A dead bride kept in cold storage

A dead bride kept in cold storage

Just as one swallow does not a summer make, so one horribly insensitive Gujarati community does not a nation make.

But nonetheless, I am sharing with you this horrifically bizarre story of a wedding that took 2 days ago in Bhavnagar, in Gujarat – whilst simultaneously hoping that the trolls who regularly tell me to “go back home” stay quiet this time.

Indian trolls take offence at every damn thing, however repugnant, especially if the criticism comes from a foreigner such as myself…but I’ll take the risk.

Here’s a brief outline of this disturbing story.

Bride dies during her wedding ceremony.

Her body is kept in cold storage, while her sister is married instead to the same groom.

Please note I did NOT use that terrible term “married off”, which always disturbs me, implying the girl is little more than an object, though in this case…

(This just a random stock “Indian wedding” image, and so not from the marriage in question)

A bride in Bhavnagar died of a heart attack in the middle of her wedding rituals at the marriage venue in the Subhashnagar area of Gujarat.

While performing her wedding rituals, the woman reportedly felt dizzy and fainted, reports News 18.

She was rushed to a hospital nearby, where the doctors said she died of a heart attack.

The family then decided to marry her sister to the groom and continued the wedding rituals with her younger sister. The bride’s body was reportedly kept in cold storage until the ceremony was over.

Even as the family mourned the death of Hetal, relatives proposed an alternative plan to ensure the wedding celebrations continued. They suggested the bride’s younger sister take her place and marry Vishal.

And this, below!! Just read it and try and stay calm…

Terming the incident ‘very sad’, corporator of Bhavnagar city and leader of Maldhari Samaj, Laxmanbhai Rathore asserted that the members of society convinced the family to set an example and not send the bridegroom empty-handed, even though the family of the bride was devastated by the death of their daughter.

You really don’t need me to enumerate the horrific implications here. But I shall do so, all the same:

  1. The bridegroom’s happiness is clearly paramount. One presumes that means he needs someone to have sex with, and must be satisfied, and it doesn’t really matter whether it is sister A (sadly dead) or sister B.
  2. The younger sister has no choice.
  3. The groom could have said no. But he didn’t. So clearly the identity of the bride was immaterial. He needed a woman, and one sister or the other, who cares?
  4. The power that “members of society” wield. Who the hell were these people to tell a bereaved family what to do?
  5. The notion that setting an example consists of trading one young woman for another. And, never forget, not sending the groom away empty-handed.
  6. The weakness of the bereaved family.

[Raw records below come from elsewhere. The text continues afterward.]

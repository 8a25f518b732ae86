//! Token bundle model: wire-faithful parsing, expiry math, and redacted secrets.

// crates.io
use serde::Deserializer;
// self
use crate::{_prelude::*, auth::id::{CollectionUid, CredentialsId}};

/// Redacted secret wrapper keeping token material out of logs.
#[derive(Clone, PartialEq, Eq, Serialize, Deserialize)]
pub struct TokenSecret(String);
impl TokenSecret {
	/// Wraps a new secret string.
	pub fn new(value: impl Into<String>) -> Self {
		Self(value.into())
	}

	/// Returns the inner token value. Callers must avoid logging this string.
	pub fn expose(&self) -> &str {
		&self.0
	}
}
impl AsRef<str> for TokenSecret {
	fn as_ref(&self) -> &str {
		self.expose()
	}
}
impl Debug for TokenSecret {
	fn fmt(&self, f: &mut Formatter) -> FmtResult {
		f.debug_tuple("TokenSecret").field(&"<redacted>").finish()
	}
}
impl Display for TokenSecret {
	fn fmt(&self, f: &mut Formatter) -> FmtResult {
		f.write_str("<redacted>")
	}
}

/// Token-endpoint response payload, kept wire-faithful.
///
/// Every field beyond the RFC 6749 basics is preserved verbatim in `extra`, so
/// provider-specific additions (`id_token`, audiences, custom claims) survive a
/// store round-trip untouched. A bundle parsed from a response is only a
/// *candidate*: the store refuses admission unless [`TokenBundle::is_admissible`].
#[derive(Clone, Debug, Default, PartialEq, Serialize, Deserialize)]
pub struct TokenBundle {
	/// Access token secret; admission requires it to be present and non-empty.
	#[serde(default, skip_serializing_if = "Option::is_none")]
	pub access_token: Option<TokenSecret>,
	/// Token type passthrough (`bearer` for most providers).
	#[serde(default, skip_serializing_if = "Option::is_none")]
	pub token_type: Option<String>,
	/// Refresh token secret, if the provider issued one.
	#[serde(default, skip_serializing_if = "Option::is_none")]
	pub refresh_token: Option<TokenSecret>,
	/// Scope passthrough as returned by the provider.
	#[serde(default, skip_serializing_if = "Option::is_none")]
	pub scope: Option<String>,
	/// Token lifetime in seconds; numeric strings are accepted for lenient providers.
	#[serde(default, deserialize_with = "lenient_seconds", skip_serializing_if = "Option::is_none")]
	pub expires_in: Option<i64>,
	/// Unix-millisecond receipt stamp applied exactly once at store admission.
	#[serde(default, skip_serializing_if = "Option::is_none")]
	pub created_at: Option<i64>,
	/// Any additional response fields, preserved verbatim.
	#[serde(flatten)]
	pub extra: serde_json::Map<String, Json>,
}
impl TokenBundle {
	/// Parses a candidate bundle out of a token-endpoint response value.
	///
	/// Only JSON objects yield a candidate; raw strings and other shapes return `None`.
	pub fn from_response_value(value: &Json) -> Option<Self> {
		serde_json::from_value(value.clone()).ok()
	}

	/// Returns the access token value, when present.
	pub fn access_token(&self) -> Option<&str> {
		self.access_token.as_ref().map(TokenSecret::expose)
	}

	/// Returns `true` when the bundle carries a non-empty access token.
	pub fn has_access_token(&self) -> bool {
		self.access_token().is_some_and(|token| !token.is_empty())
	}

	/// Returns the `error` field carried by OAuth error responses, if any.
	pub fn error(&self) -> Option<&Json> {
		self.extra.get("error").filter(|value| !value.is_null())
	}

	/// Returns `true` when the store may admit this bundle.
	pub fn is_admissible(&self) -> bool {
		self.has_access_token() && self.error().is_none()
	}

	/// Overwrites the receipt stamp. The store calls this exactly once at admission.
	pub fn stamp_created_at(&mut self, now_ms: i64) {
		self.created_at = Some(now_ms);
	}

	/// Expiry check against the provided unix-millisecond instant.
	///
	/// A bundle without an access token is always expired; a bundle missing
	/// either `expires_in` or `created_at` never expires by time.
	pub fn is_expired_at(&self, now_ms: i64) -> bool {
		if !self.has_access_token() {
			return true;
		}

		match (self.expires_in, self.created_at) {
			(Some(expires_in), Some(created_at)) =>
				now_ms > created_at + expires_in.saturating_mul(1_000),
			_ => false,
		}
	}
}

/// Freshness oracle over an optional stored bundle.
pub fn is_expired(bundle: Option<&TokenBundle>, now_ms: i64) -> bool {
	bundle.is_none_or(|stored| stored.is_expired_at(now_ms))
}

/// Current wall clock in unix milliseconds.
pub fn unix_ms_now() -> i64 {
	(OffsetDateTime::now_utc().unix_timestamp_nanos() / 1_000_000) as i64
}

/// Composite identity addressing one stored bundle.
#[derive(Clone, Debug, PartialEq, Eq, Hash, Serialize, Deserialize)]
pub struct StoreKey {
	/// Owning collection.
	pub collection: CollectionUid,
	/// Token endpoint URL the bundle belongs to.
	pub token_url: String,
	/// Caller-chosen credentials label.
	pub credentials_id: CredentialsId,
}
impl StoreKey {
	/// Builds a key from the collection, token endpoint, and credentials label.
	pub fn new(collection: &CollectionUid, token_url: &Url, credentials_id: &CredentialsId) -> Self {
		Self {
			collection: collection.clone(),
			token_url: token_url.as_str().to_owned(),
			credentials_id: credentials_id.clone(),
		}
	}
}

// Providers disagree on the type of `expires_in`; numbers and numeric strings
// are both accepted, anything else is treated as absent.
fn lenient_seconds<'de, D>(deserializer: D) -> Result<Option<i64>, D::Error>
where
	D: Deserializer<'de>,
{
	#[derive(Deserialize)]
	#[serde(untagged)]
	enum Raw {
		Int(i64),
		Float(f64),
		Text(String),
	}

	Ok(match Option::<Raw>::deserialize(deserializer)? {
		Some(Raw::Int(value)) => Some(value),
		Some(Raw::Float(value)) => Some(value as i64),
		Some(Raw::Text(text)) => text.trim().parse::<i64>().ok(),
		None => None,
	})
}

I find this story revolting on so many levels, especially the overwhelming need to have a wedding, death notwithstanding.

The reduction of women to objects here is just awful.

The pandering to the man.

But, as I said at the outset, this is – one sincerely hopes – an aberration.


  1. Eden Brown

    Thank you for this incredible story. For a while, I thought women were making progress. Now, with the anti-abortion laws in the U.S. and stories like this in India, along with book burnings and government officials who crow about their conquests, I realize how silly that was.

  2. Sanjeev Jagtiani

    Hey. Nice daughter. You got another?
    I know the below doesn’t address directly, the issues you raise. Your blog piece though is about events that are symptomatic of a Country in distress.
    It’s so nice to see how far a 7,000 year old society has advanced. Is India turning itself into a Theocracy ruled by Leaders who can’t be factually questioned about their “alleged” improprieties and a religion whose activists think is superior to all others? And, therefore, violence, when it’s given the Hindu ok, is just fine.
    Wow, it’s really come far in 7,000 years!